Exercise requirements >> Starting at the line that holds "pub use projects::ProjectsPage;" and stopping at the line that holds "impl<T> Default for", restate the records below word for word, with both of those lines included.
[Opening Data section section]
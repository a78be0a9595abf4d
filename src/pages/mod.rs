//! View models for the authenticated pages.
//!
//! Each page owns one state cell. Mutations make one API call; on success the
//! page reloads its collection from the server, on failure it shows an error
//! toast and leaves the state as it was.

mod boards;
mod dashboard;
mod project_detail;
mod projects;
mod settings;
mod team;

use std::future::Future;

use log::{debug, warn};
use tokio::sync::watch;

pub use boards::BoardsPage;
pub use dashboard::{DashboardPage, DashboardSummary};
pub use project_detail::ProjectDetailPage;
pub use projects::ProjectsPage;
pub use settings::{SettingsPage, PROFILE_UPDATED, PROFILE_UPDATE_FAILED};
pub use team::{TeamPage, TeamState};

use crate::error::{Action, AppError};
use crate::notify::Notifier;

#[derive(Debug, Clone, PartialEq, Eq)]
pub struct PageState<T> {
    pub data: Option<T>,
    pub loading: bool,
    pub error: Option<String>,
}

impl<T> Default for PageState<T> {
    fn default() -> Self {
        Self {
            data: None,
            loading: true,
            error: None,
        }
    }
}

/// A page's state cell. Starts out loading.
#[derive(Debug)]
pub(crate) struct PageCell<T> {
    state: watch::Sender<PageState<T>>,
}

impl<T: Clone> PageCell<T> {
    pub(crate) fn new() -> Self {
        let (state, _) = watch::channel(PageState::default());
        Self { state }
    }

    pub(crate) fn subscribe(&self) -> watch::Receiver<PageState<T>> {
        self.state.subscribe()
    }

    pub(crate) fn snapshot(&self) -> PageState<T> {
        self.state.borrow().clone()
    }

    pub(crate) fn data(&self) -> Option<T> {
        self.state.borrow().data.clone()
    }

    /// Runs `fetch` and stores its result, keeping the previous data on error.
    pub(crate) async fn load<F>(&self, what: &str, fetch: F) -> Result<(), AppError>
    where
        F: Future<Output = Result<T, AppError>>,
    {
        self.state.send_modify(|state| state.loading = true);
        match fetch.await {
            Ok(data) => {
                self.state.send_replace(PageState {
                    data: Some(data),
                    loading: false,
                    error: None,
                });
                Ok(())
            }
            Err(e) => {
                warn!("Failed to load {}: {}", what, e);
                self.state.send_modify(|state| {
                    state.loading = false;
                    state.error = Some(e.display_message());
                });
                Err(e)
            }
        }
    }
}

/// Runs a mutation, turning a failure into an error toast.
pub(crate) async fn mutate<F, R>(notifier: &Notifier, action: Action, call: F) -> Result<R, AppError>
where
    F: Future<Output = Result<R, AppError>>,
{
    call.await.map_err(|e| {
        notifier.failure(action, &e);
        e
    })
}

/// Reloads after a mutation the server already accepted.
///
/// A failed reload is recorded in the page's `error` field by the load itself
/// and does not fail the mutation.
pub(crate) async fn refresh<F>(reload: F)
where
    F: Future<Output = Result<(), AppError>>,
{
    if let Err(e) = reload.await {
        debug!("Reload after mutation failed: {}", e);
    }
}

/// Trims `value`, rejecting it when nothing is left.
pub(crate) fn required(value: &str, field: &str) -> Result<String, AppError> {
    let value = value.trim();
    if value.is_empty() {
        return Err(AppError::BadRequest(format!("{} is required", field)));
    }
    Ok(value.to_string())
}
use jsonwebtoken::{decode, encode, DecodingKey, EncodingKey, Header, Validation};
use serde::{Deserialize, Serialize};
use wisecamp::models::Id;

/// Signing key for tokens issued by the mock API.
pub const SECRET: &str = "wisecamp-test-secret";

#[derive(Debug, Serialize, Deserialize, Clone)]
pub struct Claims {
    /// Id of the signed-in user.
    pub sub: Id,
    pub exp: usize,
}

pub fn generate_token(user_id: Id) -> String {
    let exp = chrono::Utc::now()
        .checked_add_signed(chrono::Duration::hours(24))
        .expect("valid timestamp")
        .timestamp() as usize;

    encode(
        &Header::default(),
        &Claims { sub: user_id, exp },
        &EncodingKey::from_secret(SECRET.as_bytes()),
    )
    .expect("token encodes")
}

pub fn verify_token(token: &str) -> Result<Claims, String> {
    decode::<Claims>(
        token,
        &DecodingKey::from_secret(SECRET.as_bytes()),
        &Validation::default(),
    )
    .map(|data| data.claims)
    .map_err(|e| format!("Invalid token: {}", e))
}
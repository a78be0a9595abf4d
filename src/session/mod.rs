//! The session store: single source of truth for who is signed in.
//!
//! `SessionStore` is created once at the application root and owns the state.
//! Everything else reads it through a `SessionHandle`. State changes go through
//! the pure `reduce` function so every transition is an explicit
//! `SessionAction`.

mod reducer;

use std::sync::{Arc, Weak};

use log::{debug, error, info, warn};
use tokio::sync::watch;

pub use reducer::{reduce, SessionAction, SessionState};

use crate::api::{ApiClient, UnauthorizedHandler};
use crate::error::AppError;
use crate::models::{AuthResponse, LoginRequest, RegisterRequest, User};
use crate::navigation::{Navigator, Route};
use crate::storage::{SessionStorage, StoredSession};

/// Shared state cell. Only the store and the 401 teardown write to it.
#[derive(Debug)]
struct SessionCell {
    state: watch::Sender<SessionState>,
}

impl SessionCell {
    fn dispatch(&self, action: SessionAction) {
        let name = action.name();
        self.state.send_modify(|state| *state = reduce(state, action));
        debug!(
            "Session {} -> authenticated={} loading={}",
            name,
            self.state.borrow().is_authenticated(),
            self.state.borrow().is_loading
        );
    }
}

/// Read-only view of the session.
#[derive(Debug, Clone)]
pub struct SessionHandle {
    state: watch::Receiver<SessionState>,
}

impl SessionHandle {
    pub fn snapshot(&self) -> SessionState {
        self.state.borrow().clone()
    }

    pub fn is_authenticated(&self) -> bool {
        self.state.borrow().is_authenticated()
    }

    pub fn user(&self) -> Option<User> {
        self.state.borrow().user.clone()
    }

    /// Waits for the next change. Returns `false` once the store is gone.
    pub async fn changed(&mut self) -> bool {
        self.state.changed().await.is_ok()
    }

    /// Waits until startup rehydration has finished and returns the state.
    pub async fn loaded(&mut self) -> SessionState {
        let loaded = match self.state.wait_for(|state| !state.is_loading).await {
            Ok(state) => Some(state.clone()),
            Err(_) => None,
        };
        loaded.unwrap_or_else(|| self.snapshot())
    }
}

/// Resets the session and sends the user to the login view after a 401.
struct SessionTeardown {
    cell: Weak<SessionCell>,
    navigator: Navigator,
}

impl UnauthorizedHandler for SessionTeardown {
    fn on_unauthorized(&self) {
        if let Some(cell) = self.cell.upgrade() {
            cell.dispatch(SessionAction::Logout);
        }
        self.navigator.navigate(Route::Login);
    }
}

#[derive(Clone)]
pub struct SessionStore {
    cell: Arc<SessionCell>,
    client: Arc<ApiClient>,
    storage: Arc<dyn SessionStorage>,
}

impl SessionStore {
    /// Creates the store in the `Loading` state and registers the global 401
    /// teardown on `client`.
    pub fn new(
        client: Arc<ApiClient>,
        storage: Arc<dyn SessionStorage>,
        navigator: Navigator,
    ) -> Self {
        let (state, _) = watch::channel(SessionState::initial());
        let cell = Arc::new(SessionCell { state });
        client.set_unauthorized_handler(Arc::new(SessionTeardown {
            cell: Arc::downgrade(&cell),
            navigator,
        }));
        Self {
            cell,
            client,
            storage,
        }
    }

    pub fn handle(&self) -> SessionHandle {
        SessionHandle {
            state: self.cell.state.subscribe(),
        }
    }

    pub fn snapshot(&self) -> SessionState {
        self.cell.state.borrow().clone()
    }

    /// Rehydrates the session from durable storage.
    ///
    /// A complete stored session signs the user back in and re-arms the client's
    /// token; anything else clears storage and ends unauthenticated.
    pub fn initialize(&self) -> SessionState {
        self.cell.dispatch(SessionAction::SetLoading(true));

        match self.storage.load_session() {
            Ok(StoredSession::Complete { token, user }) => {
                info!("Restored session for {}", user.email);
                self.client.set_auth_token(&token);
                self.cell.dispatch(SessionAction::LoginSuccess { user, token });
            }
            Ok(StoredSession::Corrupt(reason)) => {
                error!("Error parsing stored user data: {}", reason);
                self.discard_stored_session();
                self.cell.dispatch(SessionAction::LoginFailure);
            }
            Ok(StoredSession::Missing) => {
                debug!("No stored session");
                self.discard_stored_session();
                self.cell.dispatch(SessionAction::LoginFailure);
            }
            Err(e) => {
                error!("Failed to read stored session: {}", e);
                self.discard_stored_session();
                self.cell.dispatch(SessionAction::LoginFailure);
            }
        }

        self.cell.dispatch(SessionAction::SetLoading(false));
        self.snapshot()
    }

    pub async fn login(&self, email: &str, password: &str) -> Result<User, AppError> {
        self.cell.dispatch(SessionAction::LoginStart);
        let credentials = LoginRequest {
            email: email.to_string(),
            password: password.to_string(),
        };
        let result = self.client.login(&credentials).await;
        self.complete_sign_in(result)
    }

    /// Registration signs the user in with the returned token.
    pub async fn register(&self, profile: RegisterRequest) -> Result<User, AppError> {
        self.cell.dispatch(SessionAction::LoginStart);
        let result = self.client.register(&profile).await;
        self.complete_sign_in(result)
    }

    /// Client-side teardown only; the API is not called.
    pub fn logout(&self) {
        self.discard_stored_session();
        self.cell.dispatch(SessionAction::Logout);
        info!("Signed out");
    }

    /// Replaces the signed-in user after a profile edit, in memory and in
    /// durable storage. Does nothing when nobody is signed in.
    pub fn update_user(&self, user: User) {
        let token = match self.snapshot().token {
            Some(token) => token,
            None => {
                debug!("Ignoring user update without a session");
                return;
            }
        };
        if let Err(e) = self.storage.save_session(&token, &user) {
            error!("Failed to persist updated user: {}", e);
        }
        self.cell.dispatch(SessionAction::UpdateUser(user));
    }

    fn complete_sign_in(&self, result: Result<AuthResponse, AppError>) -> Result<User, AppError> {
        let response = match result {
            Ok(response) => response,
            Err(e) => {
                warn!("Sign-in failed: {}", e);
                self.discard_stored_session();
                self.cell.dispatch(SessionAction::LoginFailure);
                return Err(e);
            }
        };

        if let Err(e) = self.storage.save_session(&response.token, &response.user) {
            error!("Failed to persist session: {}", e);
            self.discard_stored_session();
            self.cell.dispatch(SessionAction::LoginFailure);
            return Err(e);
        }

        self.client.set_auth_token(&response.token);
        info!("Signed in as {}", response.user.email);
        self.cell.dispatch(SessionAction::LoginSuccess {
            user: response.user.clone(),
            token: response.token,
        });
        Ok(response.user)
    }

    fn discard_stored_session(&self) {
        self.client.clear_auth_token();
        if let Err(e) = self.storage.clear_session() {
            error!("Failed to clear stored session: {}", e);
        }
    }
}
[Closing Data section section]
Result of the exercise >>
pub use projects::ProjectsPage;
pub use settings::{SettingsPage, PROFILE_UPDATED, PROFILE_UPDATE_FAILED};
pub use team::{TeamPage, TeamState};

use crate::error::{Action, AppError};
use crate::notify::Notifier;

#[derive(Debug, Clone, PartialEq, Eq)]
pub struct PageState<T> {
    pub data: Option<T>,
    pub loading: bool,
    pub error: Option<String>,
}

impl<T> Default for PageState<T> {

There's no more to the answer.